Com o avanço das articulações políticas para 2026, o cenário envolvendo o prefeito de Maceió, JHC, começa a ganhar contornos mais definidos — ainda que cercados de incertezas nos bastidores.

Após deixar o comando da capital alagoana, JHC terá, na prática, dois caminhos principais: disputar o Governo de Alagoas ou entrar na corrida por uma vaga no Senado Federal.

Nos bastidores, interlocutores avaliam que o prefeito vem trabalhando com ambas as possibilidades de forma estratégica. A eventual candidatura ao Governo surge como um movimento natural, considerando sua projeção política e capital eleitoral. Por outro lado, a disputa pelo Senado aparece como uma alternativa considerada mais segura e com menor desgaste político.

A leitura entre lideranças é de que a definição final dependerá diretamente do cenário político estadual, especialmente da composição de alianças e do posicionamento de grupos tradicionais.

A filiação ao PSDB, acompanhada pela primeira-dama Marina Candia e pela senadora Eudócia Caldas, reforça que o grupo já está inserido em um projeto maior, mirando protagonismo nas eleições.

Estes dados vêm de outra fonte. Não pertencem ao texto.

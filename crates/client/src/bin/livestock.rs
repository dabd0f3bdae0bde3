use clap::{Args, Parser, Subcommand};
use client::{AnimalFormView, AnimalListView, HerdView, HttpClient, LivestockFeature};
use uuid::Uuid;

/// Terminal client for the livestock tracker.
#[derive(Parser, Debug)]
#[command(name = "livestock")]
struct Cli {
    /// Server root URL
    #[arg(long, env = "LIVESTOCK_API_URL")]
    api_url: String,

    #[command(subcommand)]
    command: Command,
}

#[derive(Subcommand, Debug)]
enum Command {
    /// List animals, optionally narrowed to one type
    List {
        #[arg(long = "type")]
        kind: Option<String>,
        #[arg(long, default_value_t = 1)]
        page: u32,
    },
    /// Show one animal
    Show { id: Uuid },
    /// Register a new animal
    Add(AnimalFields),
    /// Change selected fields of an animal
    Edit {
        id: Uuid,
        #[command(flatten)]
        fields: AnimalFields,
    },
    /// Remove an animal
    Remove { id: Uuid },
    /// Register a new herd
    HerdAdd {
        #[arg(long)]
        name: String,
        #[arg(long)]
        location: Option<String>,
        #[arg(long)]
        capacity: Option<i64>,
    },
    /// Show head count and weight of one herd
    HerdShow { id: Uuid },
    /// Move animals into a herd, all or none
    Move {
        herd_id: Uuid,
        #[arg(required = true)]
        animal_ids: Vec<Uuid>,
    },
}

#[derive(Args, Debug)]
struct AnimalFields {
    #[arg(long)]
    name: Option<String>,
    #[arg(long = "type")]
    kind: Option<String>,
    #[arg(long)]
    tag: Option<String>,
    #[arg(long)]
    breed: Option<String>,
    #[arg(long)]
    birth_date: Option<String>,
    #[arg(long)]
    weight_kg: Option<String>,
    #[arg(long)]
    herd_id: Option<String>,
}

impl AnimalFields {
    fn fill(&self, form: &mut AnimalFormView) {
        let fields = [
            ("name", &self.name),
            ("type", &self.kind),
            ("tag", &self.tag),
            ("breed", &self.breed),
            ("birth_date", &self.birth_date),
            ("weight_kg", &self.weight_kg),
            ("herd_id", &self.herd_id),
        ];
        for (field, value) in fields {
            if let Some(value) = value {
                form.set_field(field, value);
            }
        }
    }
}

#[tokio::main(flavor = "current_thread")]
async fn main() -> anyhow::Result<()> {
    let _ = dotenvy::dotenv();
    utils::logging::init("warn");
    let cli = Cli::parse();

    let url = checked_api_url(&cli.api_url)?;
    let feature = LivestockFeature::over_http(HttpClient::new(&url));

    let failed = match cli.command {
        Command::List { kind, page } => {
            let view = AnimalListView::new(feature.facade());
            let filtered = kind.is_some();
            if filtered {
                view.filter(kind).await;
            }
            if !filtered || page != 1 {
                view.show_page(page).await;
            }
            print!("{}", view.render());
            view.has_error()
        }
        Command::Show { id } => {
            let view = AnimalListView::new(feature.facade());
            view.open(id).await;
            print!("{}", view.render());
            view.has_error()
        }
        Command::Add(fields) => {
            let mut form = AnimalFormView::new(feature.facade());
            fields.fill(&mut form);
            form.submit().await;
            print!("{}", form.render());
            form.has_error()
        }
        Command::Edit { id, fields } => {
            let mut form = AnimalFormView::new(feature.facade());
            form.edit(id);
            fields.fill(&mut form);
            form.submit().await;
            print!("{}", form.render());
            form.has_error()
        }
        Command::Remove { id } => {
            let view = AnimalListView::new(feature.facade());
            view.remove(id).await;
            print!("{}", view.render());
            view.has_error()
        }
        Command::HerdAdd { name, location, capacity } => {
            let view = HerdView::new(feature.facade());
            view.create(&name, location.as_deref(), capacity).await;
            print!("{}", view.render());
            view.has_error()
        }
        Command::HerdShow { id } => {
            let view = HerdView::new(feature.facade());
            view.show(id).await;
            print!("{}", view.render());
            view.has_error()
        }
        Command::Move { herd_id, animal_ids } => {
            let view = HerdView::new(feature.facade());
            view.move_animals(herd_id, animal_ids).await;
            print!("{}", view.render());
            view.has_error()
        }
    };

    if failed {
        std::process::exit(1);
    }
    Ok(())
}

fn checked_api_url(raw: &str) -> anyhow::Result<String> {
    let trimmed = raw.trim();
    if !(trimmed.starts_with("http://") || trimmed.starts_with("https://")) {
        anyhow::bail!("LIVESTOCK_API_URL must start with http:// or https://, got {trimmed:?}");
    }
    Ok(trimmed.to_string())
}

#[cfg(test)]
mod tests {
    use clap::CommandFactory;

    use super::*;

    #[test]
    fn test_cli_definition_is_valid() {
        Cli::command().debug_assert();
    }

    #[test]
    fn test_url_scheme_is_checked() {
        assert!(checked_api_url("localhost:3000").is_err());
        assert_eq!(checked_api_url(" http://x:1 ").unwrap(), "http://x:1");
    }

    #[test]
    fn test_edit_parses_fields() {
        let id = Uuid::new_v4().to_string();
        let cli = Cli::try_parse_from([
            "livestock", "--api-url", "http://x", "edit", id.as_str(), "--weight-kg", "410",
        ])
        .unwrap();
        match cli.command {
            Command::Edit { fields, .. } => assert_eq!(fields.weight_kg.as_deref(), Some("410")),
            other => panic!("unexpected command {other:?}"),
        }
    }

    #[test]
    fn test_move_takes_herd_then_animals() {
        let herd = Uuid::new_v4().to_string();
        let a = Uuid::new_v4();
        let b = Uuid::new_v4();
        let cli = Cli::try_parse_from([
            "livestock", "--api-url", "http://x", "move", herd.as_str(), &a.to_string(), &b.to_string(),
        ])
        .unwrap();
        match cli.command {
            Command::Move { animal_ids, .. } => assert_eq!(animal_ids, vec![a, b]),
            other => panic!("unexpected command {other:?}"),
        }

        let missing = Cli::try_parse_from(["livestock", "--api-url", "http://x", "move", herd.as_str()]);
        assert!(missing.is_err());
    }
}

Apesar disso, a ausência de uma definição clara sobre qual cargo será disputado tem alimentado dúvidas entre aliados e lideranças políticas. A avaliação é que o tempo de indefinição pode impactar diretamente na construção de confiança e na consolidação de apoios.

Nos bastidores, a percepção é objetiva: JHC joga em duas frentes, mas, ao deixar a prefeitura, precisará fazer uma escolha definitiva e essa decisão tende a redesenhar completamente o tabuleiro político de Alagoas para 2026.